У Булата еще не перекипела злость, и он с силой втыкает лопату в ставший почему-то неподатливым грунт, далеко отшвыривает землю, неразумно растрачивая энергию. Запальчивости его хватает ненадолго, но сдаваться Булат не собирается, да и перед другом неловко.
— Пока Догдомэ вернется, мы с тобой этот бугорок сровняем, — тяжело дыша, объявляет он.
— Это, пожалуй, сделаем, — соглашается Дугаржаб. — Вообще тут без ручной работы не обойтись.
— Ты не устал?
— Нет. С чего…
Нога у Дугаржаба побаливает, но признаться в этом он не хочет.
Будто соревнуясь, парни сравнивают холмик, перекрывший канаву. На вид он совсем небольшой, а почти не убывает, как ни стараются они. Оба взмокли, почернели от пыли, смешанной с потом. Не гладят друг на друга, не разговаривают. Булат про себя считает, сколько лопат земли выкинул. На сто двадцатой сбился.
— Перекур!
Дугаржаб валится на землю.
— Я сейчас. До «летучки» добегу, — говорит Булат. Нога у Дугаржаба разболелась не на шутку. Он потихоньку ковыляет к оврагу, снимает протез и окунает покрасневшую культю в холодный поток. Боль утихает.

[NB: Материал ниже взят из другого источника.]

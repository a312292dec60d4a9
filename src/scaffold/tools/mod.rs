//! Tool definitions and registry for the research agent.
//!
//! Tools are stateless remote calls (search, browse, rerank, ...). The
//! agent picks one by name; the [`ToolRegistry`] resolves the name to an
//! implementation built at startup, and the [`ToolInvoker`] routes every
//! call through the tool cache.

pub mod cached;
pub mod http;

pub use cached::{ToolInvocation, ToolInvoker};
pub use http::HttpTool;

use async_trait::async_trait;
use serde_json::Value;
use std::collections::BTreeMap;
use std::sync::Arc;
use thiserror::Error;

/// Errors that can occur during a single tool call.
#[derive(Debug, Clone, Error, PartialEq, Eq)]
pub enum ToolError {
    /// The agent asked for a tool that is not registered.
    #[error("Unknown tool: {0}")]
    UnknownTool(String),

    /// Arguments did not match what the tool accepts.
    #[error("Invalid arguments: {0}")]
    InvalidArguments(String),

    /// The remote service refused the request (4xx).
    #[error("Request rejected: {0}")]
    Rejected(String),

    /// The call exceeded the tool's own timeout.
    #[error("Tool call timed out after {seconds} seconds")]
    Timeout { seconds: u64 },

    /// The request never completed (connection, TLS, body decode).
    #[error("Transport error: {0}")]
    Transport(String),

    /// The remote service failed (5xx).
    #[error("Tool service unavailable: {0}")]
    Unavailable(String),
}

impl ToolError {
    /// Recoverable errors are shown to the agent so it can correct itself.
    /// The rest end the attempt.
    pub fn is_recoverable(&self) -> bool {
        matches!(
            self,
            ToolError::UnknownTool(_) | ToolError::InvalidArguments(_) | ToolError::Rejected(_)
        )
    }

    /// Short label for metrics.
    pub fn kind(&self) -> &'static str {
        match self {
            ToolError::UnknownTool(_) => "unknown_tool",
            ToolError::InvalidArguments(_) => "invalid_arguments",
            ToolError::Rejected(_) => "rejected",
            ToolError::Timeout { .. } => "timeout",
            ToolError::Transport(_) => "transport",
            ToolError::Unavailable(_) => "unavailable",
        }
    }
}

/// An external capability the agent can call by name.
#[async_trait]
pub trait Tool: Send + Sync {
    /// Name the agent uses in its tool-call JSON. Also the cache namespace.
    fn name(&self) -> &str;

    fn description(&self) -> &str;

    /// JSON schema of the `arguments` object.
    fn parameters_schema(&self) -> Value;

    /// Invokes the tool. Implementations enforce their own timeout.
    async fn invoke(&self, args: Value) -> Result<Value, ToolError>;
}

/// Tools available to one run, keyed by name.
///
/// Ordered by name so the rendered tool list is stable across runs.
#[derive(Clone, Default)]
pub struct ToolRegistry {
    tools: BTreeMap<String, Arc<dyn Tool>>,
}

impl ToolRegistry {
    pub fn new() -> Self {
        Self::default()
    }

    /// Adds `tool`, replacing any tool with the same name.
    pub fn register(&mut self, tool: Arc<dyn Tool>) {
        self.tools.insert(tool.name().to_string(), tool);
    }

    pub fn get(&self, name: &str) -> Option<Arc<dyn Tool>> {
        self.tools.get(name).cloned()
    }

    /// Tool names in sorted order.
    pub fn list_tools(&self) -> Vec<&str> {
        self.tools.keys().map(|s| s.as_str()).collect()
    }

    pub fn len(&self) -> usize {
        self.tools.len()
    }

    pub fn is_empty(&self) -> bool {
        self.tools.is_empty()
    }

    /// Invokes `name` directly, bypassing the cache.
    pub async fn invoke(&self, name: &str, args: Value) -> Result<Value, ToolError> {
        let tool = self
            .get(name)
            .ok_or_else(|| ToolError::UnknownTool(name.to_string()))?;
        tool.invoke(args).await
    }

    /// Function-calling definitions for every tool, rendered into the
    /// system prompt.
    pub fn to_json_schema(&self) -> Value {
        self.tools
            .values()
            .map(|tool| {
                serde_json::json!({
                    "type": "function",
                    "function": {
                        "name": tool.name(),
                        "description": tool.description(),
                        "parameters": tool.parameters_schema(),
                    }
                })
            })
            .collect()
    }
}


#[cfg(test)]
mod tests {
    use super::testing::EchoTool;
    use super::*;

    #[test]
    fn test_recoverable_kinds() {
        assert!(ToolError::UnknownTool("x".into()).is_recoverable());
        assert!(ToolError::InvalidArguments("x".into()).is_recoverable());
        assert!(ToolError::Rejected("x".into()).is_recoverable());
        assert!(!ToolError::Timeout { seconds: 5 }.is_recoverable());
        assert!(!ToolError::Transport("x".into()).is_recoverable());
        assert!(!ToolError::Unavailable("x".into()).is_recoverable());
    }

    #[test]
    fn test_tool_registry_new() {
        let registry = ToolRegistry::new();
        assert!(registry.is_empty());
        assert_eq!(registry.len(), 0);
    }

    #[tokio::test]
    async fn test_registry_invoke_unknown_tool() {
        let registry = ToolRegistry::new();
        let err = registry.invoke("browse", serde_json::json!({})).await.unwrap_err();
        assert_eq!(err, ToolError::UnknownTool("browse".to_string()));
    }

    #[test]
    fn test_tool_registry_to_json_schema() {
        let mut registry = ToolRegistry::new();
        registry.register(Arc::new(EchoTool::new("search")));
        registry.register(Arc::new(EchoTool::new("browse")));
        let schema = registry.to_json_schema();
        let arr = schema.as_array().expect("schema should be an array");
        assert_eq!(arr.len(), 2);

        assert_eq!(arr[0]["type"], "function");
        assert_eq!(arr[0]["function"]["name"], "browse");
        assert!(arr[0]["function"]["parameters"].is_object());
        assert_eq!(registry.list_tools(), vec!["browse", "search"]);
    }
}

— Ой-ооо! — слышится испуганно-удивленный возглас.
Чумазый Ким, братишка Булата, широко раскрытыми глазами уставился на лежащий рядом с Дугаржабом протез. В голове мальчишки это никак не укладывается.
— А почему… нога?
— Ты за ней присматривай, — подмигивает Дугаржаб. — Вдруг убежит.